Sunday 26 February, 2006

Not my day

Yeah, we woke up at 5 am to watch Finland lose to Sweden in the Olympics. There is something inherently touching about grown men crying, but they took the loss very graciously. Speaks for itself, really, that the team captain Saku Koivu was selected as an athlete member to the International Olympic Committee by his peers... and I'm really happy too that the team got to go to Finland and receive a hero's welcome despite the loss. (But it was a loss... gold would have been nice.)

After the anticlimax we went back to bed, woke up to a phone call. Whole day has been really gray and I've been really under the weather, feeling weak and lifeless. We watched the closing ceremonies which was mostly very weird with too many clowns (and talk about false finishes), and we saw how the Olympic flag was passed onto Vancouver's mayor Sam Sullivan - Vancouver had prepared a little number too, but it was mostly just confusing. You really need to be in the spirit to watch this stuff I think, but then again I have a think against clowns.

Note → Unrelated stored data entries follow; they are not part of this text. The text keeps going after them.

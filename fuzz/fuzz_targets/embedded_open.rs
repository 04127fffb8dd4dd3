//! Fuzz target for FileSystem::from_source with arbitrary byte input.
//!
//! The input is treated as a whole binary: trailer, container directory and
//! entry data are all attacker-controlled. Looking for panics, hangs and
//! unbounded allocations in locating, parsing and decoding.
//!
//! Run with: cargo +nightly fuzz run embedded_open

#![no_main]

use libfuzzer_sys::fuzz_target;
use std::io::Read;

fuzz_target!(|data: &[u8]| {
    let len = data.len() as u64;
    let Ok(fs) = gar::FileSystem::from_source(data.to_vec(), len) else {
        return;
    };

    for info in fs.list() {
        if let Ok(file) = fs.open(&info.name) {
            // Cap the read so a lying size field cannot exhaust memory.
            let mut sink = Vec::new();
            let _ = file.take(1 << 20).read_to_end(&mut sink);
        }
    }
    let _ = fs.close();
});
//! Entry-name normalization.
//!
//! Entry names are the keys of the embedded directory, so the same source
//! file must always produce the same name. A name is derived from the path
//! given to [`Archiver::add`](crate::Archiver::add) by:
//!
//! 1. converting the platform separator to `/`,
//! 2. lexically cleaning the path (collapsing `.`, `..` and repeated slashes),
//! 3. stripping leading slashes so the name is always relative.
//!
//! ```
//! use gar::archive_path::clean_str;
//!
//! assert_eq!(clean_str("./cfg//a.txt"), "cfg/a.txt");
//! assert_eq!(clean_str("/etc/app/../app.conf"), "etc/app.conf");
//! assert_eq!(clean_str("../shared/data.bin"), "../shared/data.bin");
//! ```
//!
//! Names produced this way may still begin with `..` segments when the source
//! lives outside the working directory; extraction refuses such names (see
//! [`escapes_root`]).

use std::path::Path;

use crate::{Error, Result};

/// Lexically cleans a slash-separated path and makes it relative.
///
/// Never touches the filesystem. `..` segments that would climb above a
/// rooted path are dropped; on a relative path they are kept.
pub fn clean_str(path: &str) -> String {
    let rooted = path.starts_with('/');
    let mut segments: Vec<&str> = Vec::new();

    for segment in path.split('/') {
        match segment {
            "" | "." => {}
            ".." => match segments.last() {
                Some(&last) if last != ".." => {
                    segments.pop();
                }
                _ if rooted => {}
                _ => segments.push(".."),
            },
            other => segments.push(other),
        }
    }

    segments.join("/")
}

/// Derives the entry name for a source path.
///
/// # Errors
///
/// Returns [`Error::InvalidArchivePath`] if the path is not valid UTF-8,
/// contains a NUL byte, or cleans down to nothing (e.g. `.` or `/`).
pub fn clean_name(path: &Path) -> Result<String> {
    let raw = path.to_str().ok_or_else(|| {
        Error::InvalidArchivePath(format!("not valid UTF-8: {}", path.display()))
    })?;
    normalize(raw)
}

/// Same as [`clean_name`] for names that do not come from a filesystem path.
pub(crate) fn normalize(raw: &str) -> Result<String> {
    if raw.contains('\0') {
        return Err(Error::InvalidArchivePath("contains NUL byte".into()));
    }

    let slashed = if std::path::MAIN_SEPARATOR == '/' {
        raw.to_string()
    } else {
        raw.replace(std::path::MAIN_SEPARATOR, "/")
    };

    let name = clean_str(&slashed);
    if name.is_empty() {
        return Err(Error::InvalidArchivePath(format!(
            "'{}' does not name a file",
            raw
        )));
    }
    Ok(name)
}

/// Returns true if extracting `name` under a directory would leave it.
///
/// That is the case for absolute names, names with a Windows drive or UNC
/// prefix, and names with any `..` segment.
pub fn escapes_root(name: &str) -> bool {
    if name.starts_with('/') || name.starts_with('\\') {
        return true;
    }
    let bytes = name.as_bytes();
    if bytes.len() >= 2 && bytes[0].is_ascii_alphabetic() && bytes[1] == b':' {
        return true;
    }
    name.split(['/', '\\']).any(|segment| segment == "..")
}

#[cfg(test)]
mod tests {
    use super::*;

    #[test]
    fn test_clean_simple() {
        assert_eq!(clean_str("a.txt"), "a.txt");
        assert_eq!(clean_str("cfg/a.txt"), "cfg/a.txt");
    }

    #[test]
    fn test_clean_dots_and_slashes() {
        assert_eq!(clean_str("./a/./b//c"), "a/b/c");
        assert_eq!(clean_str("a/b/../c"), "a/c");
        assert_eq!(clean_str("a/b/c/../../d"), "a/d");
        assert_eq!(clean_str("a/b/"), "a/b");
    }

    #[test]
    fn test_clean_leading_parent() {
        assert_eq!(clean_str("../a"), "../a");
        assert_eq!(clean_str("../../a/b"), "../../a/b");
        assert_eq!(clean_str("a/../../b"), "../b");
    }

    #[test]
    fn test_clean_rooted() {
        assert_eq!(clean_str("/a/b"), "a/b");
        assert_eq!(clean_str("//a//b"), "a/b");
        assert_eq!(clean_str("/../a"), "a");
        assert_eq!(clean_str("/"), "");
    }

    #[test]
    fn test_clean_name() {
        assert_eq!(clean_name(Path::new("data/b.bin")).unwrap(), "data/b.bin");
        assert_eq!(clean_name(Path::new("/tmp/x/../y.txt")).unwrap(), "tmp/y.txt");
    }

    #[test]
    fn test_clean_name_rejects_empty() {
        assert!(matches!(
            clean_name(Path::new(".")),
            Err(Error::InvalidArchivePath(_))
        ));
        assert!(matches!(
            clean_name(Path::new("/")),
            Err(Error::InvalidArchivePath(_))
        ));
        assert!(matches!(normalize(""), Err(Error::InvalidArchivePath(_))));
    }

    #[test]
    fn test_normalize_rejects_nul() {
        assert!(matches!(
            normalize("a\0b"),
            Err(Error::InvalidArchivePath(_))
        ));
    }

    #[cfg(windows)]
    #[test]
    fn test_clean_name_windows_separators() {
        assert_eq!(clean_name(Path::new(r"cfg\a.txt")).unwrap(), "cfg/a.txt");
    }

    #[test]
    fn test_escapes_root() {
        assert!(!escapes_root("cfg/a.txt"));
        assert!(!escapes_root("a..b/c"));
        assert!(escapes_root("../a"));
        assert!(escapes_root("a/../../b"));
        assert!(escapes_root("/etc/passwd"));
        assert!(escapes_root("C:/Windows"));
        assert!(escapes_root("a\\..\\b"));
    }
}
//! Access to the files embedded in the running executable.
//!
//! The executable is opened the first time any function here is called, and
//! stays open for the life of the process.
//!
//! ```rust,no_run
//! use std::io::Read;
//!
//! let mut config = String::new();
//! gar::executable::open("cfg/app.toml")?.read_to_string(&mut config)?;
//! # Ok::<(), gar::Error>(())
//! ```
//!
//! # Panics
//!
//! Every function panics if the executable cannot be opened or carries no
//! embedded container. A binary that expects embedded files but was shipped
//! without them is a packaging defect, not something to recover from.

use std::fs::File;
use std::sync::LazyLock;

use crate::fs::{EmbeddedFile, FileInfo, FileSystem};
use crate::Result;

static EXECUTABLE: LazyLock<FileSystem> = LazyLock::new(|| {
    let path = match std::env::current_exe() {
        Ok(path) => path,
        Err(e) => panic!("failed to locate the running executable: {e}"),
    };
    match FileSystem::open_path(&path) {
        Ok(fs) => fs,
        Err(e) => panic!(
            "failed to open embedded files of '{}': {e}",
            path.display()
        ),
    }
});

/// Returns the file system of the running executable.
pub fn filesystem() -> &'static FileSystem {
    &EXECUTABLE
}

/// Opens an entry embedded in the running executable.
pub fn open(name: &str) -> Result<EmbeddedFile<File>> {
    EXECUTABLE.open(name)
}

/// Lists the entries embedded in the running executable.
pub fn list() -> Vec<FileInfo> {
    EXECUTABLE.list()
}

We also decided that it would be cool to still be here when the Olympics get here 2010.

That's actually really big.

Posted by kolibri at 26 February 22:27, 2006
Comments
# 1 - Emokolibri (on February 27, 2006 03:17 AM):

This silver medal remainds me of Linna's great novel "The unknown solder". After the armistice some of the soldiers (Honkajoki?) said: Sosalististen Neuvostotasvaltojen Liitto voitti kilpailun, mutta hyvänä kakkosena pinkoi maaliviivalle pieni ponteva Suomi." Something like: "USSR won the competition, but Finland was a very brave second one." We have learned to face these things.

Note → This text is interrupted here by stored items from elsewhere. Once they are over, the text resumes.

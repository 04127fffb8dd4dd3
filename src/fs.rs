//! Filesystem-style, read-only access to an embedded container.
//!
//! A [`FileSystem`] is built once from a file that ends with a trailer: the
//! trailer is located, the container directory is parsed, and the entries are
//! indexed by name. After that the directory never changes. Only the open
//! file handle has a lifecycle, and it is guarded by a lock so lookups from
//! many threads never race with [`FileSystem::close`].
//!
//! # Example
//!
//! ```rust,no_run
//! use std::io::Read;
//! use gar::FileSystem;
//!
//! let fs = FileSystem::open_path("./app")?;
//! println!("binary is {} bytes", fs.binary_size());
//!
//! for info in fs.list() {
//!     println!("{} => {}", info.name, info.size);
//! }
//!
//! let mut file = fs.open("cfg/a.txt")?;
//! let mut text = String::new();
//! file.read_to_string(&mut text)?;
//! fs.close()?;
//! # Ok::<(), gar::Error>(())
//! ```
//!
//! # Streams and `close`
//!
//! Every [`EmbeddedFile`] shares ownership of the handle it reads from, so a
//! stream opened before `close` stays readable until it is dropped. New
//! opens after `close` fail with [`Error::Closed`].

use std::collections::HashMap;
use std::fs::File;
use std::io::{self, Read};
use std::path::Path;
use std::sync::{Arc, RwLock, RwLockReadGuard, RwLockWriteGuard};

use flate2::read::DeflateDecoder;

use crate::region::{ReadAt, RegionReader};
use crate::trailer::{self, TailRegion};
use crate::{Error, Result};

/// Offset of the general purpose flags in a local file header.
const LOCAL_HEADER_FLAGS_OFFSET: u64 = 6;

/// Name and uncompressed size of one embedded file.
#[derive(Debug, Clone, PartialEq, Eq, Hash)]
pub struct FileInfo {
    /// Slash-separated relative path, unique within the container.
    pub name: String,
    /// Uncompressed size in bytes.
    pub size: u64,
}

#[derive(Debug, Clone, PartialEq, Eq)]
enum Method {
    Stored,
    Deflated,
    Other(String),
}

/// Everything needed to open a decoding stream for one entry.
#[derive(Debug, Clone)]
struct Slot {
    info: FileInfo,
    /// Offset of the entry data, relative to the start of the container.
    data_start: u64,
    compressed_size: u64,
    crc32: u32,
    method: Method,
    encrypted: bool,
}

/// Read-only view over the files embedded at the tail of a binary.
///
/// `FileSystem` is `Send + Sync` when its source is, so it can be shared
/// behind an `Arc` (or a `static`) and read from many threads.
pub struct FileSystem<S = File> {
    region: TailRegion,
    entries: HashMap<String, Slot>,
    source: RwLock<Option<Arc<S>>>,
}

impl FileSystem<File> {
    /// Opens the binary at `path` and indexes its embedded container.
    ///
    /// # Errors
    ///
    /// - [`Error::Io`] if the file cannot be opened
    /// - [`Error::InvalidFormat`] if it carries no valid trailer
    /// - [`Error::Zip`] if the container directory is damaged
    pub fn open_path(path: impl AsRef<Path>) -> Result<Self> {
        let path = path.as_ref();
        let file = File::open(path)?;
        let len = file.metadata()?.len();
        log::debug!("opening embedded file system in '{}'", path.display());
        Self::from_source(file, len)
    }
}

impl<S: ReadAt> FileSystem<S> {
    /// Indexes the container embedded in `source`, a blob of `len` bytes.
    pub fn from_source(source: S, len: u64) -> Result<Self> {
        let region = trailer::locate(&source, len)?;
        let source = Arc::new(source);
        let entries = read_directory(&source, region)?;
        log::debug!("indexed {} embedded entries", entries.len());

        Ok(Self {
            region,
            entries,
            source: RwLock::new(Some(source)),
        })
    }

    /// Returns the length of the original binary, before the container.
    pub fn binary_size(&self) -> u64 {
        self.region.start
    }

    /// Returns the byte range of the container within the file.
    pub fn region(&self) -> TailRegion {
        self.region
    }

    /// Returns the number of embedded entries.
    pub fn len(&self) -> usize {
        self.entries.len()
    }

    /// Returns true if the container holds no entries.
    pub fn is_empty(&self) -> bool {
        self.entries.is_empty()
    }

    /// Returns true if an entry with exactly this name exists.
    pub fn exists(&self, name: &str) -> bool {
        self.entries.contains_key(name)
    }

    /// Returns name and size of the entry, if it exists.
    pub fn metadata(&self, name: &str) -> Option<&FileInfo> {
        self.entries.get(name).map(|slot| &slot.info)
    }

    /// Lists all embedded entries. Order is unspecified.
    pub fn list(&self) -> Vec<FileInfo> {
        self.entries.values().map(|slot| slot.info.clone()).collect()
    }

    /// Opens a stream over the decompressed bytes of one entry.
    ///
    /// # Errors
    ///
    /// - [`Error::Closed`] after [`close`](Self::close)
    /// - [`Error::EntryNotFound`] if no entry has this exact name
    /// - [`Error::UnsupportedMethod`] / [`Error::UnsupportedFeature`] for
    ///   entries that are neither stored nor deflated, or are encrypted
    pub fn open(&self, name: &str) -> Result<EmbeddedFile<S>> {
        let source = {
            let guard = read_handle(&self.source);
            match guard.as_ref() {
                Some(source) => Arc::clone(source),
                None => return Err(Error::Closed),
            }
        };

        let slot = self.entries.get(name).ok_or_else(|| Error::EntryNotFound {
            path: name.to_string(),
        })?;

        if slot.encrypted {
            return Err(Error::UnsupportedFeature {
                path: slot.info.name.clone(),
                feature: "encrypted entries",
            });
        }

        let raw = RegionReader::new(
            source,
            self.region.start + slot.data_start,
            slot.compressed_size,
        );
        let decoder = match &slot.method {
            Method::Stored => Decoder::Stored(raw),
            Method::Deflated => Decoder::Deflated(DeflateDecoder::new(raw)),
            Method::Other(method) => {
                return Err(Error::UnsupportedMethod {
                    path: slot.info.name.clone(),
                    method: method.clone(),
                });
            }
        };

        Ok(EmbeddedFile {
            info: slot.info.clone(),
            decoder,
            expected_crc: slot.crc32,
            hasher: crc32fast::Hasher::new(),
            bytes_read: 0,
            verified: false,
        })
    }

    /// Reads a whole entry into memory.
    pub fn read_to_vec(&self, name: &str) -> Result<Vec<u8>> {
        let mut file = self.open(name)?;
        let capacity = usize::try_from(file.size()).unwrap_or(0).min(1 << 24);
        let mut data = Vec::with_capacity(capacity);
        file.read_to_end(&mut data).map_err(Error::from_io)?;
        Ok(data)
    }

    /// Releases the file handle.
    ///
    /// Streams that are still open keep their own reference to the handle
    /// and remain readable. Closing twice fails with [`Error::Closed`].
    pub fn close(&self) -> Result<()> {
        let mut guard = write_handle(&self.source);
        match guard.take() {
            Some(_) => Ok(()),
            None => Err(Error::Closed),
        }
    }

    /// Returns true once [`close`](Self::close) has been called.
    pub fn is_closed(&self) -> bool {
        read_handle(&self.source).is_none()
    }
}

impl<S> std::fmt::Debug for FileSystem<S> {
    fn fmt(&self, f: &mut std::fmt::Formatter<'_>) -> std::fmt::Result {
        f.debug_struct("FileSystem")
            .field("region", &self.region)
            .field("entries", &self.entries.len())
            .finish_non_exhaustive()
    }
}

/// Acquires the handle lock for reading, recovering from a poisoned state.
///
/// The guarded value is only ever replaced wholesale, so it cannot be
/// observed half-updated.
fn read_handle<T>(lock: &RwLock<T>) -> RwLockReadGuard<'_, T> {
    lock.read().unwrap_or_else(|poisoned| {
        log::warn!("file handle lock was poisoned, recovering");
        poisoned.into_inner()
    })
}

fn write_handle<T>(lock: &RwLock<T>) -> RwLockWriteGuard<'_, T> {
    lock.write().unwrap_or_else(|poisoned| {
        log::warn!("file handle lock was poisoned, recovering");
        poisoned.into_inner()
    })
}

/// Parses the container directory into a name-indexed map.
///
/// Later records replace earlier ones with the same name.
fn read_directory<S: ReadAt>(
    source: &Arc<S>,
    region: TailRegion,
) -> Result<HashMap<String, Slot>> {
    let reader = RegionReader::new(Arc::clone(source), region.start, region.len());
    let mut archive = zip::ZipArchive::new(reader)?;
    let mut entries = HashMap::with_capacity(archive.len());

    for index in 0..archive.len() {
        let file = archive.by_index_raw(index)?;
        let method = match file.compression() {
            zip::CompressionMethod::Stored => Method::Stored,
            zip::CompressionMethod::Deflated => Method::Deflated,
            other => Method::Other(format!("{:?}", other)),
        };
        let slot = Slot {
            info: FileInfo {
                name: file.name().to_string(),
                size: file.size(),
            },
            data_start: file.data_start(),
            compressed_size: file.compressed_size(),
            crc32: file.crc32(),
            method,
            encrypted: false,
        };
        let header_start = file.header_start();
        drop(file);

        let slot = Slot {
            encrypted: is_encrypted(&**source, region.start + header_start)?,
            ..slot
        };
        if let Some(previous) = entries.insert(slot.info.name.clone(), slot) {
            log::debug!("duplicate entry '{}' replaced", previous.info.name);
        }
    }

    Ok(entries)
}

/// Reads bit 0 (encrypted) of a local header's general purpose flags.
fn is_encrypted<S: ReadAt + ?Sized>(source: &S, header_start: u64) -> Result<bool> {
    let mut flags = [0u8; 2];
    source
        .read_exact_at(&mut flags, header_start + LOCAL_HEADER_FLAGS_OFFSET)
        .map_err(|e| {
            if e.kind() == io::ErrorKind::UnexpectedEof {
                Error::invalid_format("local header extends past the container")
            } else {
                Error::Io(e)
            }
        })?;
    Ok(u16::from_le_bytes(flags) & 1 != 0)
}

enum Decoder<S> {
    Stored(RegionReader<Arc<S>>),
    Deflated(DeflateDecoder<RegionReader<Arc<S>>>),
}

/// A readable stream over one embedded file.
///
/// The stream verifies the recorded size and CRC-32 once the data is
/// exhausted; a mismatch surfaces as an [`io::ErrorKind::InvalidData`] error
/// wrapping [`Error::CrcMismatch`]. Dropping the stream releases it.
pub struct EmbeddedFile<S = File> {
    info: FileInfo,
    decoder: Decoder<S>,
    expected_crc: u32,
    hasher: crc32fast::Hasher,
    bytes_read: u64,
    verified: bool,
}

impl<S> EmbeddedFile<S> {
    /// Returns name and size of this entry.
    pub fn info(&self) -> &FileInfo {
        &self.info
    }

    /// Returns the entry name.
    pub fn name(&self) -> &str {
        &self.info.name
    }

    /// Returns the uncompressed size in bytes.
    pub fn size(&self) -> u64 {
        self.info.size
    }

    fn verify(&self) -> io::Result<()> {
        if self.bytes_read != self.info.size {
            return Err(io::Error::new(
                io::ErrorKind::InvalidData,
                format!(
                    "entry '{}' ended after {} of {} bytes",
                    self.info.name, self.bytes_read, self.info.size
                ),
            ));
        }
        let actual = self.hasher.clone().finalize();
        if actual != self.expected_crc {
            return Err(io::Error::new(
                io::ErrorKind::InvalidData,
                Error::CrcMismatch {
                    entry_name: self.info.name.clone(),
                    expected: self.expected_crc,
                    actual,
                },
            ));
        }
        Ok(())
    }
}

impl<S: ReadAt> Read for EmbeddedFile<S> {
    fn read(&mut self, buf: &mut [u8]) -> io::Result<usize> {
        let n = match &mut self.decoder {
            Decoder::Stored(reader) => reader.read(buf)?,
            Decoder::Deflated(reader) => reader.read(buf)?,
        };

        if n > 0 {
            self.hasher.update(&buf[..n]);
            self.bytes_read += n as u64;
            if self.bytes_read > self.info.size {
                return Err(io::Error::new(
                    io::ErrorKind::InvalidData,
                    format!(
                        "entry '{}' is larger than its recorded size {}",
                        self.info.name, self.info.size
                    ),
                ));
            }
        } else if !buf.is_empty() && !self.verified {
            self.verify()?;
            self.verified = true;
        }
        Ok(n)
    }
}

impl<S> std::fmt::Debug for EmbeddedFile<S> {
    fn fmt(&self, f: &mut std::fmt::Formatter<'_>) -> std::fmt::Result {
        f.debug_struct("EmbeddedFile")
            .field("info", &self.info)
            .field("bytes_read", &self.bytes_read)
            .finish_non_exhaustive()
    }
}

# 2 - Dragon (on February 27, 2006 08:34 AM):

For a tiny nation with a turbulent past, success in international arenas is soooooooooo important to Finland. Of course Canada, the Promised Land of Ice Hockey, would at the moment give anything to have gotten as far as the final, but finns only feel vindicated when they win. I think it is good for the nation's pscyhe to get at least one gold metal in the major competitions. Pity it did not happen this time.

But to be honest it is a sheer miracle that a nation with 5 million people won ANY medals at all.